- ASSIGNMENT
Among the entries below, extract exactly the lines that run from the one with "self.run_count += 1;" through the one with "self.state = OrchestratorState::Failed;", both ends included.

*** DATA RECORDS ***

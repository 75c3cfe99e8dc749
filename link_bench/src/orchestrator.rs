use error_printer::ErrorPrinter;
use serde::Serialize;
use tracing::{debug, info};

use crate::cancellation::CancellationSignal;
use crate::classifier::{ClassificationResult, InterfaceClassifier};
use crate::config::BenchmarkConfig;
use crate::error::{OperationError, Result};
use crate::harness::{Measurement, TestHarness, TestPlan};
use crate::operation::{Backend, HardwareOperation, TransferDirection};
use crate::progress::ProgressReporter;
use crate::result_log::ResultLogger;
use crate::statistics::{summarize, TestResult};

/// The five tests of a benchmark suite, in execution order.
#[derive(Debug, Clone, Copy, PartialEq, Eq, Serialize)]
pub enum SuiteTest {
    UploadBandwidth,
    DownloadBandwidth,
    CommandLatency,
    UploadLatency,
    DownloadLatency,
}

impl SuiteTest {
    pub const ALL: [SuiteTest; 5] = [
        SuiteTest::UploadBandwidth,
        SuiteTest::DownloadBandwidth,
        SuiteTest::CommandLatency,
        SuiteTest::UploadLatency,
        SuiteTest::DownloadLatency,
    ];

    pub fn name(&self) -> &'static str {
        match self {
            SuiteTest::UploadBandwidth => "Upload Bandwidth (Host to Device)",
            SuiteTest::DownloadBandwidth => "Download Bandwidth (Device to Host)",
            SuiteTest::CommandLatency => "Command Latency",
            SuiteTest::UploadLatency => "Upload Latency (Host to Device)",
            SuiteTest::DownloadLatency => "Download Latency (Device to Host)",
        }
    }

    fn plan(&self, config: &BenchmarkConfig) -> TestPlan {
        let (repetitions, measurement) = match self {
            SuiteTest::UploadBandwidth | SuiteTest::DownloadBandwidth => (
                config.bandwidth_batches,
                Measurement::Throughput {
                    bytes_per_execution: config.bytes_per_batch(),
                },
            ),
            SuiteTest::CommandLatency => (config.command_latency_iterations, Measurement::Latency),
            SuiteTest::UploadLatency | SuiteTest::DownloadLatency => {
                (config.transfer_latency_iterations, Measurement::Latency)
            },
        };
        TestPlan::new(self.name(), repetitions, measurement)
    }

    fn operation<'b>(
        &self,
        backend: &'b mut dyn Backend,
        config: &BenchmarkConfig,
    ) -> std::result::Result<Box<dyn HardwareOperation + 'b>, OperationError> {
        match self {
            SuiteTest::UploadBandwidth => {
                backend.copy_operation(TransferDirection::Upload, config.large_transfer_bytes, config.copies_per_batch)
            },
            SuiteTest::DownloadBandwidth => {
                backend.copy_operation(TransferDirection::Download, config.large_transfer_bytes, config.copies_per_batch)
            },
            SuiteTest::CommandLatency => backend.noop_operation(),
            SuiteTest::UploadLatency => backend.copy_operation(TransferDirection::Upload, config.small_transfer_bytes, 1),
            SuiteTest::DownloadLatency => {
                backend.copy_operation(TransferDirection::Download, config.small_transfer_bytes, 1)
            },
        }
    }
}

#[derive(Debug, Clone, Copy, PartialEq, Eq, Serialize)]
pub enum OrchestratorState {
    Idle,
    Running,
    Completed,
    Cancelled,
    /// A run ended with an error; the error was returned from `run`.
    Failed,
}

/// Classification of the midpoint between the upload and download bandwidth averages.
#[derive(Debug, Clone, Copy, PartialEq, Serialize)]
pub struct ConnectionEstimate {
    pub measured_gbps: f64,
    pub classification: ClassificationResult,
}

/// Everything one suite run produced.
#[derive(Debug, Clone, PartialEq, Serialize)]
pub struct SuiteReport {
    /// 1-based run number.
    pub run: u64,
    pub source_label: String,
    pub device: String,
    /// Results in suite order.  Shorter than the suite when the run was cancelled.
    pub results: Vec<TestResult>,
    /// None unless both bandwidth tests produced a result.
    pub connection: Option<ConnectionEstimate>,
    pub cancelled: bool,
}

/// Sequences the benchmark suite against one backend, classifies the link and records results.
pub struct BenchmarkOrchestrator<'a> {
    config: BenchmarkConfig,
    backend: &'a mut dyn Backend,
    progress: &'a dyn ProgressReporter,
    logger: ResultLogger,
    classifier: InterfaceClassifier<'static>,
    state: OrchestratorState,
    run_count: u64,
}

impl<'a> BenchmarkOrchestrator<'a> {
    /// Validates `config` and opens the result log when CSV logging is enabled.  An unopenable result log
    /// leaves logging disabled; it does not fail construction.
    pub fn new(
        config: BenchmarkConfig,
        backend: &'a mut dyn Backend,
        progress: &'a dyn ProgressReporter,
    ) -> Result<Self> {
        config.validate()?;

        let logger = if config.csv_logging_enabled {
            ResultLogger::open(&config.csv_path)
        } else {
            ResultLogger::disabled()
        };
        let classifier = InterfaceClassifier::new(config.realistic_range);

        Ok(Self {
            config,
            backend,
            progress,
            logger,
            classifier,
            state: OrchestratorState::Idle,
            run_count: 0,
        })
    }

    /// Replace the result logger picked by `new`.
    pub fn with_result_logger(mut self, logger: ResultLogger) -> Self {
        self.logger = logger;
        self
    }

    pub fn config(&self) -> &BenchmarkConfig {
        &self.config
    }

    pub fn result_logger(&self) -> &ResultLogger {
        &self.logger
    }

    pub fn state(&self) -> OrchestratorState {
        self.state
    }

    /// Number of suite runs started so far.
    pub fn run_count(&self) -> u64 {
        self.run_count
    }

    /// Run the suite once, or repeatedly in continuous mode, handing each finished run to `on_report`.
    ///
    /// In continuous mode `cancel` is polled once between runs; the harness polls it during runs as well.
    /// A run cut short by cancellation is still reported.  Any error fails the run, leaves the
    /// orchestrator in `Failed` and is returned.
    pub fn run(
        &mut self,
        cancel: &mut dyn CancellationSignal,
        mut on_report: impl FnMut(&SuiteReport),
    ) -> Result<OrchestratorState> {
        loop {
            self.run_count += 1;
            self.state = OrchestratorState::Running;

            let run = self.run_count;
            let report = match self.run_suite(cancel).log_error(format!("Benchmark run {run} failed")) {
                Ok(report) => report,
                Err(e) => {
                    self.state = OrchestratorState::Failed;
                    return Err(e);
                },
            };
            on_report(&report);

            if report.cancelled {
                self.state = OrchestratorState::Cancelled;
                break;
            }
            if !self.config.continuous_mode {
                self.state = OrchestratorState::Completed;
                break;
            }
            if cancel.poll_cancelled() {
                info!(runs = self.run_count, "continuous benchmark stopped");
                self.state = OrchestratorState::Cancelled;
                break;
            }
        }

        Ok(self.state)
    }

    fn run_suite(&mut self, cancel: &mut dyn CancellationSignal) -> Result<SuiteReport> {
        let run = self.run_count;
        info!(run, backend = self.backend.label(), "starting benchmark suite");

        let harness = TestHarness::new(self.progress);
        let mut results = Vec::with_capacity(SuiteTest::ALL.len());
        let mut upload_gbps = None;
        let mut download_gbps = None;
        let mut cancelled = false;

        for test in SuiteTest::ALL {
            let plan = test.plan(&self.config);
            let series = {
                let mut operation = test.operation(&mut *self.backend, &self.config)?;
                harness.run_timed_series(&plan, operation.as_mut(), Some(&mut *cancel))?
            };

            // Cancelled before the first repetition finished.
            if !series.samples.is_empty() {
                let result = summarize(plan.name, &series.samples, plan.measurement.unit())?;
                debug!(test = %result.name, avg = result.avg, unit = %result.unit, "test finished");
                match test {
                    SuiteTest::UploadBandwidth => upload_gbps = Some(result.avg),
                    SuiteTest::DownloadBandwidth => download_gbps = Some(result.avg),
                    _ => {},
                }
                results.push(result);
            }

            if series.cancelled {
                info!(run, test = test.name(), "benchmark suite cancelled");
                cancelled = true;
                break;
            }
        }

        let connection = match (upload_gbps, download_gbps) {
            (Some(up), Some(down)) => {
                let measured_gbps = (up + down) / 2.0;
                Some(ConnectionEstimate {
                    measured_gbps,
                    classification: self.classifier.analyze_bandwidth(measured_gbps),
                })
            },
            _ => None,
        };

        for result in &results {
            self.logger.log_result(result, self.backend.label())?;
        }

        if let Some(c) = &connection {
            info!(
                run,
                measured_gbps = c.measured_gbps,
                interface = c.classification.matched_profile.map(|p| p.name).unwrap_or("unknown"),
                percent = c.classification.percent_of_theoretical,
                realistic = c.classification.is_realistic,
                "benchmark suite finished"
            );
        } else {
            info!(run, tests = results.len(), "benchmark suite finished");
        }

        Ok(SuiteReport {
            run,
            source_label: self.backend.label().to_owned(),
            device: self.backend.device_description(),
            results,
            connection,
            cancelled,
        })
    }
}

*** End of DATA RECORDS ***

- SOLUTION FOR THIS PROBLEM
            self.run_count += 1;
            self.state = OrchestratorState::Running;

            let run = self.run_count;
            let report = match self.run_suite(cancel).log_error(format!("Benchmark run {run} failed")) {
                Ok(report) => report,
                Err(e) => {
                    self.state = OrchestratorState::Failed;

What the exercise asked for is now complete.